━━━ Input data

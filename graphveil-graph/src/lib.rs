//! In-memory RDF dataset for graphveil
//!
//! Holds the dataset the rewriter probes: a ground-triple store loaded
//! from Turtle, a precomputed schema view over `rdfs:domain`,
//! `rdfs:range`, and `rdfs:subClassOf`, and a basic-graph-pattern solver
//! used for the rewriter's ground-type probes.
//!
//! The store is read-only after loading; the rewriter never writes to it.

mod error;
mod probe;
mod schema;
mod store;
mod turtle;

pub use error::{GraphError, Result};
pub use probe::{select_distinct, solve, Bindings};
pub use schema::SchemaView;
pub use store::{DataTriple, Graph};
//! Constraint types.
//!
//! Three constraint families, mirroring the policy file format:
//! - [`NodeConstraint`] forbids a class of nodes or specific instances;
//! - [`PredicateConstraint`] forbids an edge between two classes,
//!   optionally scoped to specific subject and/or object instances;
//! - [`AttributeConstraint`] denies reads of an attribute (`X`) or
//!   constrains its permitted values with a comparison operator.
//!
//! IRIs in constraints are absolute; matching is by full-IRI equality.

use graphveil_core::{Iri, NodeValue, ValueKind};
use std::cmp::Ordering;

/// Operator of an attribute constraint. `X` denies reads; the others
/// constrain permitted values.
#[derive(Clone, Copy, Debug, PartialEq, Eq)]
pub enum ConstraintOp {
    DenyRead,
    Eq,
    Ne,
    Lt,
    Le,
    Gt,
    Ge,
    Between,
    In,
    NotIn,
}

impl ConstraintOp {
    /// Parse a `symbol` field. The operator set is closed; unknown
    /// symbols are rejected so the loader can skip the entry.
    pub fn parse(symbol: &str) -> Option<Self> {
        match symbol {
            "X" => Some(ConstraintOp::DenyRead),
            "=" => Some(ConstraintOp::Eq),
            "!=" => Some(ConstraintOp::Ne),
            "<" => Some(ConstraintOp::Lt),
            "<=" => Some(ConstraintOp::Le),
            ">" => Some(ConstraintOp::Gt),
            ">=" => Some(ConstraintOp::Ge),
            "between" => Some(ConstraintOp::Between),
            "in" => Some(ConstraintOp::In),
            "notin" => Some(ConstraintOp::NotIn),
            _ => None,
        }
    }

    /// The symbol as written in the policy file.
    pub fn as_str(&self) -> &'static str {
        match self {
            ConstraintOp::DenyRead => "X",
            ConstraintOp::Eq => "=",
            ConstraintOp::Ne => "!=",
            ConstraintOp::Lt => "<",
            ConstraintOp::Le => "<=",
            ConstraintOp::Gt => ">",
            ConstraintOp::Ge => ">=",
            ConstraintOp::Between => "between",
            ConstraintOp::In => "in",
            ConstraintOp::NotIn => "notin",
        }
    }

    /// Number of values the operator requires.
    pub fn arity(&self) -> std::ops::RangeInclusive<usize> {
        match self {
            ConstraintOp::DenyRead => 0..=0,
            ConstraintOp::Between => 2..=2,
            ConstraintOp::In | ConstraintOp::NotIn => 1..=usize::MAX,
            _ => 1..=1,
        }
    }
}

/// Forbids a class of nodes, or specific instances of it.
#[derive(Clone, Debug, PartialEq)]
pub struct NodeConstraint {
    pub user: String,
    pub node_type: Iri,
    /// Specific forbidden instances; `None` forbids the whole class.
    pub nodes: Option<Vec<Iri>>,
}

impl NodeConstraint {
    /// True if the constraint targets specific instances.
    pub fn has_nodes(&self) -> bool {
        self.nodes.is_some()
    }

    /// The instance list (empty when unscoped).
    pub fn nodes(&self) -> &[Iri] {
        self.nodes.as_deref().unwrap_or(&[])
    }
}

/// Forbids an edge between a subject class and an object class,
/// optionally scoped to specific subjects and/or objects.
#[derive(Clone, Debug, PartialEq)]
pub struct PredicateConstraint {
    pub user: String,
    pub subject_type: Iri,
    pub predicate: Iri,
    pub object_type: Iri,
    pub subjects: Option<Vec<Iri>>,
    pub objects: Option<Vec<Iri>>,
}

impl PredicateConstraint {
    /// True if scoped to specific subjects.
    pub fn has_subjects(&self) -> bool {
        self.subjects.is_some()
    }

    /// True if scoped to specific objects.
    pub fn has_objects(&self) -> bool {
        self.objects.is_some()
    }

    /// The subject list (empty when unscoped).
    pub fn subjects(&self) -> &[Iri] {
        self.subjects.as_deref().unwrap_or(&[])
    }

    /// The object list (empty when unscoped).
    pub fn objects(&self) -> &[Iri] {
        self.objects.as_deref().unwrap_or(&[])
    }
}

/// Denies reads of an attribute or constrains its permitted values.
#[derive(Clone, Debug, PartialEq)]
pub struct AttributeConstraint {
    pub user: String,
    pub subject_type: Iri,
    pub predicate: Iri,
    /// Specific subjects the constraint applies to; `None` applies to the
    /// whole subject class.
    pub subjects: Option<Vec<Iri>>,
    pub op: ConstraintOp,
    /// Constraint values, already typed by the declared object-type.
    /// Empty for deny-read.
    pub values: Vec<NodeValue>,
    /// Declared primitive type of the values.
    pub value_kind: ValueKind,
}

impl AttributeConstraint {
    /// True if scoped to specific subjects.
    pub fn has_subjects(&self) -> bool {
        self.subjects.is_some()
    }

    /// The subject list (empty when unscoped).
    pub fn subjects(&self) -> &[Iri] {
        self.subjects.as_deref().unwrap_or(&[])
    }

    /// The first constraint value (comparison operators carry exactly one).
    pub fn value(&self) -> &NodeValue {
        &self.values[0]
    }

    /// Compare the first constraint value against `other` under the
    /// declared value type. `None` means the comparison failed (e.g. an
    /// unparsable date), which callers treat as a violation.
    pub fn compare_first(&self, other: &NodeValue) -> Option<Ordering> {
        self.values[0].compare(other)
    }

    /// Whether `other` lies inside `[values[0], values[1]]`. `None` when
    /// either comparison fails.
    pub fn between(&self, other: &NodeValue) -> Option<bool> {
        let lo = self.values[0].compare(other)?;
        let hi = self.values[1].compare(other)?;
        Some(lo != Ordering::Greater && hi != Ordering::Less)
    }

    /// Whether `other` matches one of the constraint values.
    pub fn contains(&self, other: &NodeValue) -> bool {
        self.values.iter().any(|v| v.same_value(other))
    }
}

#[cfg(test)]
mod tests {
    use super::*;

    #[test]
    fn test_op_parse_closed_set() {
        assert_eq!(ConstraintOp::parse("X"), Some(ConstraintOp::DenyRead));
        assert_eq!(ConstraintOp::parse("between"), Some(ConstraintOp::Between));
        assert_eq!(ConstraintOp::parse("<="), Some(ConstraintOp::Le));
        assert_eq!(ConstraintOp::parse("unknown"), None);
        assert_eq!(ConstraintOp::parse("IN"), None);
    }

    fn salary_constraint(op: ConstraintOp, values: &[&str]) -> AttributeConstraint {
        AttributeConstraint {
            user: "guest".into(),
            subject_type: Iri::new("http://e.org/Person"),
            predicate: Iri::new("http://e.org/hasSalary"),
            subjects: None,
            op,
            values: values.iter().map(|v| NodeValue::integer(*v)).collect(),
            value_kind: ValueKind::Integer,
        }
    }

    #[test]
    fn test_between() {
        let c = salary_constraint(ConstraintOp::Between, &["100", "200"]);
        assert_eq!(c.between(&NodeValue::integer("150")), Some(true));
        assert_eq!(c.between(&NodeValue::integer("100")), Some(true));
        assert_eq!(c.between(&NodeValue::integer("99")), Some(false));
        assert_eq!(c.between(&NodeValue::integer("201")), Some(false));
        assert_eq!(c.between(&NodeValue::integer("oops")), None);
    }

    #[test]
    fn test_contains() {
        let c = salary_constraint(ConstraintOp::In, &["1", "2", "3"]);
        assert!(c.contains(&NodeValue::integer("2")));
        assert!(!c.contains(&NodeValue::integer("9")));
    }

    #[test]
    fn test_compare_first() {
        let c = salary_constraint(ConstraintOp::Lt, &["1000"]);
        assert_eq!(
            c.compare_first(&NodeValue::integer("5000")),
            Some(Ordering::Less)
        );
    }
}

━━━━━━

Task goal: Which of the lines in the data contain the string "PredicateConstraint"? Return each one.

Solution to the problem:
//! - [`PredicateConstraint`] forbids an edge between two classes,
pub struct PredicateConstraint {
impl PredicateConstraint {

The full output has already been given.